CODEWITHSUNDEEP
cpointersmemory
Aviv Cohn
Aviv Cohn

Reputation: 17243

Does dereferencing an argument create a local copy of it?

Please consider the following piece of code:

void bar(Thing* thing) {
    some_buffer[some_index++] = *thing;
}

void foo(void) {
    Thing thing;
    bar(&thing);
}

Does some_buffer[some_index++] = *thing; create a copy of the original thing?

Is this code guaranteed to be safe, in terms of memory? Because thing in foo is obviously dead when foo exits.

Upvotes: 2

Views: 64

Answers (2)

chux
chux

Reputation: 154305

Does dereferencing an argument create a local copy of it?

The below code conceptually creates a local copy and then copies. The emitting code may simple read and assign in one step without an intermediate local copy - or may not - depends on the compiler.

some_buffer[some_index++] = *thing;

Is this code guaranteed to be safe

No, not certainly.

Thing is not initialized, so depending on its definition, code may have traps or UB. Best to post a minimal reproducible example.
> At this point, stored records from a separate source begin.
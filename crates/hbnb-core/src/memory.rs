//! Process-local storage backend.
//!
//! Used when `HBNB_TYPE_STORAGE=memory` and throughout the test suites. All
//! tables live behind one `RwLock`, so every trait call is atomic.

use std::collections::HashMap;
use std::sync::{Arc, RwLock, RwLockReadGuard, RwLockWriteGuard};

use chrono::Utc;
use uuid::Uuid;

use crate::error::AppError;
use crate::models::{Amenity, NewAmenity, NewPlace, NewUser, Place, User};
use crate::traits::{AmenityStore, PlaceStore, Storage, UserStore};

#[derive(Default)]
struct Tables {
    users: HashMap<Uuid, User>,
    users_by_email: HashMap<String, Uuid>,
    amenities: HashMap<Uuid, Amenity>,
    places: HashMap<Uuid, Place>,
    /// place id -> amenity ids in link order
    links: HashMap<Uuid, Vec<Uuid>>,
}

/// In-memory [`Storage`] implementation. Clones share the same tables.
#[derive(Clone, Default)]
pub struct MemoryStore {
    tables: Arc<RwLock<Tables>>,
}

impl MemoryStore {
    pub fn new() -> Self {
        Self::default()
    }

    fn read(&self) -> Result<RwLockReadGuard<'_, Tables>, AppError> {
        self.tables
            .read()
            .map_err(|_| AppError::Generic("memory store lock poisoned".into()))
    }

    fn write(&self) -> Result<RwLockWriteGuard<'_, Tables>, AppError> {
        self.tables
            .write()
            .map_err(|_| AppError::Generic("memory store lock poisoned".into()))
    }
}

fn sorted<T: Clone>(
    values: impl Iterator<Item = T>,
    key: impl Fn(&T) -> (chrono::DateTime<Utc>, Uuid),
) -> Vec<T> {
    let mut out: Vec<T> = values.collect();
    out.sort_by_key(|v| key(v));
    out
}

impl UserStore for MemoryStore {
    async fn get_user(&self, id: Uuid) -> Result<Option<User>, AppError> {
        Ok(self.read()?.users.get(&id).cloned())
    }

    async fn find_user_by_email(&self, email: &str) -> Result<Option<User>, AppError> {
        let tables = self.read()?;
        Ok(tables
            .users_by_email
            .get(email)
            .and_then(|id| tables.users.get(id))
            .cloned())
    }

    async fn list_users(&self) -> Result<Vec<User>, AppError> {
        let tables = self.read()?;
        Ok(sorted(tables.users.values().cloned(), |u| (u.created_at, u.id)))
    }

    async fn create_user(&self, user: &NewUser) -> Result<User, AppError> {
        user.validate()?;
        let mut tables = self.write()?;
        if tables.users_by_email.contains_key(&user.email) {
            return Err(AppError::Validation("Email already registered".into()));
        }

        let now = Utc::now();
        let created = User {
            id: Uuid::new_v4(),
            email: user.email.clone(),
            password_hash: user.password_hash.clone(),
            first_name: user.first_name.clone(),
            last_name: user.last_name.clone(),
            created_at: now,
            updated_at: now,
        };
        tables
            .users_by_email
            .insert(created.email.clone(), created.id);
        tables.users.insert(created.id, created.clone());
        Ok(created)
    }

    async fn delete_user(&self, id: Uuid) -> Result<bool, AppError> {
        let mut tables = self.write()?;
        let Some(user) = tables.users.remove(&id) else {
            return Ok(false);
        };
        tables.users_by_email.remove(&user.email);

        let owned: Vec<Uuid> = tables
            .places
            .values()
            .filter(|p| p.user_id == id)
            .map(|p| p.id)
            .collect();
        for place_id in owned {
            tables.places.remove(&place_id);
            tables.links.remove(&place_id);
        }
        Ok(true)
    }
}

impl AmenityStore for MemoryStore {
    async fn get_amenity(&self, id: Uuid) -> Result<Option<Amenity>, AppError> {
        Ok(self.read()?.amenities.get(&id).cloned())
    }

    async fn list_amenities(&self) -> Result<Vec<Amenity>, AppError> {
        let tables = self.read()?;
        Ok(sorted(tables.amenities.values().cloned(), |a| {
            (a.created_at, a.id)
        }))
    }

    async fn create_amenity(&self, amenity: &NewAmenity) -> Result<Amenity, AppError> {
        amenity.validate()?;
        let now = Utc::now();
        let created = Amenity {
            id: Uuid::new_v4(),
            name: amenity.name.clone(),
            created_at: now,
            updated_at: now,
        };
        self.write()?.amenities.insert(created.id, created.clone());
        Ok(created)
    }

    async fn delete_amenity(&self, id: Uuid) -> Result<bool, AppError> {
        let mut tables = self.write()?;
        if tables.amenities.remove(&id).is_none() {
            return Ok(false);
        }
        for linked in tables.links.values_mut() {
            linked.retain(|a| *a != id);
        }
        Ok(true)
    }
}

impl PlaceStore for MemoryStore {
    async fn get_place(&self, id: Uuid) -> Result<Option<Place>, AppError> {
        Ok(self.read()?.places.get(&id).cloned())
    }

    async fn list_places(&self) -> Result<Vec<Place>, AppError> {
        let tables = self.read()?;
        Ok(sorted(tables.places.values().cloned(), |p| (p.created_at, p.id)))
    }

    async fn create_place(&self, place: &NewPlace) -> Result<Place, AppError> {
        place.validate()?;
        let mut tables = self.write()?;
        if !tables.users.contains_key(&place.user_id) {
            return Err(AppError::NotFound(format!(
                "User not found: {}",
                place.user_id
            )));
        }

        let now = Utc::now();
        let created = Place {
            id: Uuid::new_v4(),
            user_id: place.user_id,
            name: place.name.clone(),
            description: place.description.clone(),
            number_rooms: place.number_rooms,
            number_bathrooms: place.number_bathrooms,
            max_guest: place.max_guest,
            price_by_night: place.price_by_night,
            latitude: place.latitude,
            longitude: place.longitude,
            created_at: now,
            updated_at: now,
        };
        tables.places.insert(created.id, created.clone());
        Ok(created)
    }

    async fn place_amenities(&self, place_id: Uuid) -> Result<Vec<Amenity>, AppError> {
        let tables = self.read()?;
        let Some(linked) = tables.links.get(&place_id) else {
            return Ok(Vec::new());
        };
        Ok(linked
            .iter()
            .filter_map(|id| tables.amenities.get(id))
            .cloned()
            .collect())
    }

    async fn link_amenity(&self, place_id: Uuid, amenity_id: Uuid) -> Result<bool, AppError> {
        let mut tables = self.write()?;
        let linked = tables.links.entry(place_id).or_default();
        if linked.contains(&amenity_id) {
            return Ok(false);
        }
        linked.push(amenity_id);
        Ok(true)
    }

    async fn unlink_amenity(&self, place_id: Uuid, amenity_id: Uuid) -> Result<bool, AppError> {
        let mut tables = self.write()?;
        let Some(linked) = tables.links.get_mut(&place_id) else {
            return Ok(false);
        };
        let before = linked.len();
        linked.retain(|a| *a != amenity_id);
        Ok(linked.len() != before)
    }
}

impl Storage for MemoryStore {
    async fn health_check(&self) -> Result<(), AppError> {
        self.read().map(|_| ())
    }
}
As the location of some_index and some_buffer's data are unknown and may overlap thing in some strange way. This obliges some_buffer[some_index++] = *thing; to take that into account. Research restrict to negate this unlikelihood. Better: avoid global data.

Otherwise, looks OK.

Upvotes: 3

S.S. Anne
S.S. Anne

Reputation: 15586

Does some_buffer[some_index++] = *thing; create a copy of the original thing?

Yes. It creates a copy of *thing and assigns it to some_buffer[some_index], then increments some_index.

Is this code guaranteed to be safe, in terms of memory? Because thing in foo is obviously dead when foo exits.

Yes. thing is in scope for the entire duration of these two functions, and foo does not pass the address of thing to its caller (as it's a void function).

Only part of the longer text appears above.